§ PROBLEM REQUIREMENTS: What you return should match the data below exactly, line for line.
-- RECORDS FOR THE TASK follows --
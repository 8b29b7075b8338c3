//! Session Token Store
//!
//! Persists the bearer token between CLI invocations.

use std::io::Write;
use std::path::{Path, PathBuf};
use thiserror::Error;

#[derive(Error, Debug)]
pub enum SessionError {
    #[error("Failed to access session file {path:?}: {error}")]
    Io { path: PathBuf, error: String },
}

/// File-backed token store
#[derive(Debug, Clone)]
pub struct SessionStore {
    path: PathBuf,
}

impl SessionStore {
    /// A leading `~/` resolves to the home directory
    pub fn new(path: impl Into<PathBuf>) -> Self {
        Self {
            path: expand_home(path.into()),
        }
    }

    pub fn path(&self) -> &Path {
        &self.path
    }

    fn io_error(&self, e: std::io::Error) -> SessionError {
        SessionError::Io {
            path: self.path.clone(),
            error: e.to_string(),
        }
    }

    /// Stored token, `None` when signed out
    pub fn load(&self) -> Result<Option<String>, SessionError> {
        match std::fs::read_to_string(&self.path) {
            Ok(content) => {
                let token = content.trim();
                Ok((!token.is_empty()).then(|| token.to_string()))
            }
            Err(e) if e.kind() == std::io::ErrorKind::NotFound => Ok(None),
            Err(e) => Err(self.io_error(e)),
        }
    }

    pub fn save(&self, token: &str) -> Result<(), SessionError> {
        if let Some(parent) = self.path.parent() {
            if !parent.as_os_str().is_empty() {
                std::fs::create_dir_all(parent).map_err(|e| self.io_error(e))?;
            }
        }
        write_private(&self.path, token).map_err(|e| self.io_error(e))?;
        tracing::debug!(path = ?self.path, "Saved session token");
        Ok(())
    }

    /// Forget the token; signing out twice is not an error
    pub fn clear(&self) -> Result<(), SessionError> {
        match std::fs::remove_file(&self.path) {
            Ok(()) => Ok(()),
            Err(e) if e.kind() == std::io::ErrorKind::NotFound => Ok(()),
            Err(e) => Err(self.io_error(e)),
        }
    }
}

fn expand_home(path: PathBuf) -> PathBuf {
    let expanded = match (path.strip_prefix("~"), dirs::home_dir()) {
        (Ok(rest), Some(home)) => Some(home.join(rest)),
        _ => None,
    };
    expanded.unwrap_or(path)
}

/// Write the token readable by its owner only
fn write_private(path: &Path, token: &str) -> std::io::Result<()> {
    #[cfg(unix)]
    use std::os::unix::fs::{OpenOptionsExt, PermissionsExt};

    let mut options = std::fs::OpenOptions::new();
    options.write(true).create(true).truncate(true);
    #[cfg(unix)]
    options.mode(0o600);

    let mut file = options.open(path)?;
    // mode() only applies on creation
    #[cfg(unix)]
    file.set_permissions(std::fs::Permissions::from_mode(0o600))?;
    file.write_all(token.as_bytes())
}

#[cfg(test)]
mod tests {
    use super::*;

    #[test]
    fn test_save_load_clear() {
        let dir = tempfile::tempdir().unwrap();
        let store = SessionStore::new(dir.path().join("nested").join("session"));

        assert_eq!(store.load().unwrap(), None);

        store.save("token-123").unwrap();
        assert_eq!(store.load().unwrap().as_deref(), Some("token-123"));

        store.clear().unwrap();
        assert_eq!(store.load().unwrap(), None);
        store.clear().unwrap();
    }

    #[test]
    fn test_blank_file_is_signed_out() {
        let dir = tempfile::tempdir().unwrap();
        let path = dir.path().join("session");
        std::fs::write(&path, "\n").unwrap();
        assert_eq!(SessionStore::new(path).load().unwrap(), None);
    }

    #[test]
    fn test_home_prefix_expands() {
        let Some(home) = dirs::home_dir() else {
            return;
        };
        let store = SessionStore::new("~/.local/share/recipe-manager/session");
        assert_eq!(
            store.path(),
            home.join(".local/share/recipe-manager/session")
        );

        let plain = SessionStore::new("/tmp/recipe-session");
        assert_eq!(plain.path(), Path::new("/tmp/recipe-session"));
    }

    #[cfg(unix)]
    #[test]
    fn test_token_file_is_owner_only() {
        use std::os::unix::fs::PermissionsExt;

        let dir = tempfile::tempdir().unwrap();
        let path = dir.path().join("session");
        std::fs::write(&path, "old").unwrap();
        std::fs::set_permissions(&path, std::fs::Permissions::from_mode(0o644)).unwrap();

        SessionStore::new(&path).save("token-456").unwrap();

        let mode = std::fs::metadata(&path).unwrap().permissions().mode();
        assert_eq!(mode & 0o777, 0o600);
        assert_eq!(std::fs::read_to_string(&path).unwrap(), "token-456");
    }
}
-- RECORDS FOR THE TASK concluded --
§ RESULT OF THE TASK:
repository 8b29b7075b8338c3
//! Session Token Store
//!
//! Persists the bearer token between CLI invocations.

use std::io::Write;
use std::path::{Path, PathBuf};
use thiserror::Error;

#[derive(Error, Debug)]
pub enum SessionError {
    #[error("Failed to access session file {path:?}: {error}")]
    Io { path: PathBuf, error: String },
}

/// File-backed token store
#[derive(Debug, Clone)]
pub struct SessionStore {
    path: PathBuf,
}

impl SessionStore {
    /// A leading `~/` resolves to the home directory
    pub fn new(path: impl Into<PathBuf>) -> Self {
        Self {
            path: expand_home(path.into()),
        }
    }

    pub fn path(&self) -> &Path {
        &self.path
    }

    fn io_error(&self, e: std::io::Error) -> SessionError {
        SessionError::Io {
            path: self.path.clone(),
            error: e.to_string(),
        }
    }

    /// Stored token, `None` when signed out
    pub fn load(&self) -> Result<Option<String>, SessionError> {
        match std::fs::read_to_string(&self.path) {
            Ok(content) => {
                let token = content.trim();
                Ok((!token.is_empty()).then(|| token.to_string()))
            }
            Err(e) if e.kind() == std::io::ErrorKind::NotFound => Ok(None),
            Err(e) => Err(self.io_error(e)),
        }
    }

    pub fn save(&self, token: &str) -> Result<(), SessionError> {
        if let Some(parent) = self.path.parent() {
            if !parent.as_os_str().is_empty() {
                std::fs::create_dir_all(parent).map_err(|e| self.io_error(e))?;
            }
        }
        write_private(&self.path, token).map_err(|e| self.io_error(e))?;
        tracing::debug!(path = ?self.path, "Saved session token");
        Ok(())
    }

    /// Forget the token; signing out twice is not an error
    pub fn clear(&self) -> Result<(), SessionError> {
        match std::fs::remove_file(&self.path) {
            Ok(()) => Ok(()),
            Err(e) if e.kind() == std::io::ErrorKind::NotFound => Ok(()),
            Err(e) => Err(self.io_error(e)),
        }
    }
}

fn expand_home(path: PathBuf) -> PathBuf {
    let expanded = match (path.strip_prefix("~"), dirs::home_dir()) {
        (Ok(rest), Some(home)) => Some(home.join(rest)),
        _ => None,
    };
    expanded.unwrap_or(path)
}

/// Write the token readable by its owner only
fn write_private(path: &Path, token: &str) -> std::io::Result<()> {
    #[cfg(unix)]
    use std::os::unix::fs::{OpenOptionsExt, PermissionsExt};

    let mut options = std::fs::OpenOptions::new();
    options.write(true).create(true).truncate(true);
    #[cfg(unix)]
    options.mode(0o600);

    let mut file = options.open(path)?;
    // mode() only applies on creation
    #[cfg(unix)]
    file.set_permissions(std::fs::Permissions::from_mode(0o600))?;
    file.write_all(token.as_bytes())
}

#[cfg(test)]
mod tests {
    use super::*;

    #[test]
    fn test_save_load_clear() {
        let dir = tempfile::tempdir().unwrap();
        let store = SessionStore::new(dir.path().join("nested").join("session"));

        assert_eq!(store.load().unwrap(), None);

        store.save("token-123").unwrap();
        assert_eq!(store.load().unwrap().as_deref(), Some("token-123"));

        store.clear().unwrap();
        assert_eq!(store.load().unwrap(), None);
        store.clear().unwrap();
    }

    #[test]
    fn test_blank_file_is_signed_out() {
        let dir = tempfile::tempdir().unwrap();
        let path = dir.path().join("session");
        std::fs::write(&path, "\n").unwrap();
        assert_eq!(SessionStore::new(path).load().unwrap(), None);
    }

    #[test]
    fn test_home_prefix_expands() {
        let Some(home) = dirs::home_dir() else {
            return;
        };
        let store = SessionStore::new("~/.local/share/recipe-manager/session");
        assert_eq!(
            store.path(),
            home.join(".local/share/recipe-manager/session")
        );

        let plain = SessionStore::new("/tmp/recipe-session");
        assert_eq!(plain.path(), Path::new("/tmp/recipe-session"));
    }

    #[cfg(unix)]
    #[test]
    fn test_token_file_is_owner_only() {
        use std::os::unix::fs::PermissionsExt;

        let dir = tempfile::tempdir().unwrap();
        let path = dir.path().join("session");
        std::fs::write(&path, "old").unwrap();
        std::fs::set_permissions(&path, std::fs::Permissions::from_mode(0o644)).unwrap();

        SessionStore::new(&path).save("token-456").unwrap();

        let mode = std::fs::metadata(&path).unwrap().permissions().mode();
        assert_eq!(mode & 0o777, 0o600);
        assert_eq!(std::fs::read_to_string(&path).unwrap(), "token-456");
    }
}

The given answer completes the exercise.